#### Description of the task:
Please reproduce the full set of data below exactly.

#### Given information:
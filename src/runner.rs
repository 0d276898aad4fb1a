use crate::interpreter::Interpreter;
use crate::parser::Parser;
use crate::scanner::Scanner;

/// Drives the full pipeline over one source text and reports the first
/// error against it. Each stage either completes or aborts the run.
pub fn run(source: &str, filename: Option<&str>) {
    let mut scanner = Scanner::new(source.to_string());
    let tokens = match scanner.scan_tokens() {
        Ok(tokens) => tokens,
        Err(error) => {
            error.report(source, filename);
            return;
        }
    };

    let mut parser = Parser::new(tokens);
    let program = match parser.parse() {
        Ok(program) => program,
        Err(error) => {
            error.report(source, filename);
            return;
        }
    };

    let mut interpreter = Interpreter::new();
    if let Err(error) = interpreter.interpret(&program) {
        error.report(source, filename);
    }
}

/// Prints the token stream one token per line instead of running.
pub fn dump_tokens(source: &str, filename: Option<&str>) {
    let mut scanner = Scanner::new(source.to_string());
    match scanner.scan_tokens() {
        Ok(tokens) => {
            for token in tokens {
                println!("{}", token);
            }
        }
        Err(error) => error.report(source, filename),
    }
}

/// Prints the parsed program instead of running it.
pub fn dump_ast(source: &str, filename: Option<&str>) {
    let mut scanner = Scanner::new(source.to_string());
    let tokens = match scanner.scan_tokens() {
        Ok(tokens) => tokens,
        Err(error) => {
            error.report(source, filename);
            return;
        }
    };

    let mut parser = Parser::new(tokens);
    match parser.parse() {
        Ok(program) => println!("{:#?}", program),
        Err(error) => error.report(source, filename),
    }
}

#### Solution:
filename src/runner.rs
repository 0d276898aad4fb1a
use crate::interpreter::Interpreter;
use crate::parser::Parser;
use crate::scanner::Scanner;

/// Drives the full pipeline over one source text and reports the first
/// error against it. Each stage either completes or aborts the run.
pub fn run(source: &str, filename: Option<&str>) {
    let mut scanner = Scanner::new(source.to_string());
    let tokens = match scanner.scan_tokens() {
        Ok(tokens) => tokens,
        Err(error) => {
            error.report(source, filename);
            return;
        }
    };

    let mut parser = Parser::new(tokens);
    let program = match parser.parse() {
        Ok(program) => program,
        Err(error) => {
            error.report(source, filename);
            return;
        }
    };

    let mut interpreter = Interpreter::new();
    if let Err(error) = interpreter.interpret(&program) {
        error.report(source, filename);
    }
}

/// Prints the token stream one token per line instead of running.
pub fn dump_tokens(source: &str, filename: Option<&str>) {
    let mut scanner = Scanner::new(source.to_string());
    match scanner.scan_tokens() {
        Ok(tokens) => {
            for token in tokens {
                println!("{}", token);
            }
        }
        Err(error) => error.report(source, filename),
    }
}

/// Prints the parsed program instead of running it.
pub fn dump_ast(source: &str, filename: Option<&str>) {
    let mut scanner = Scanner::new(source.to_string());
    let tokens = match scanner.scan_tokens() {
        Ok(tokens) => tokens,
        Err(error) => {
            error.report(source, filename);
            return;
        }
    };

    let mut parser = Parser::new(tokens);
    match parser.parse() {
        Ok(program) => println!("{:#?}", program),
        Err(error) => error.report(source, filename),
    }
}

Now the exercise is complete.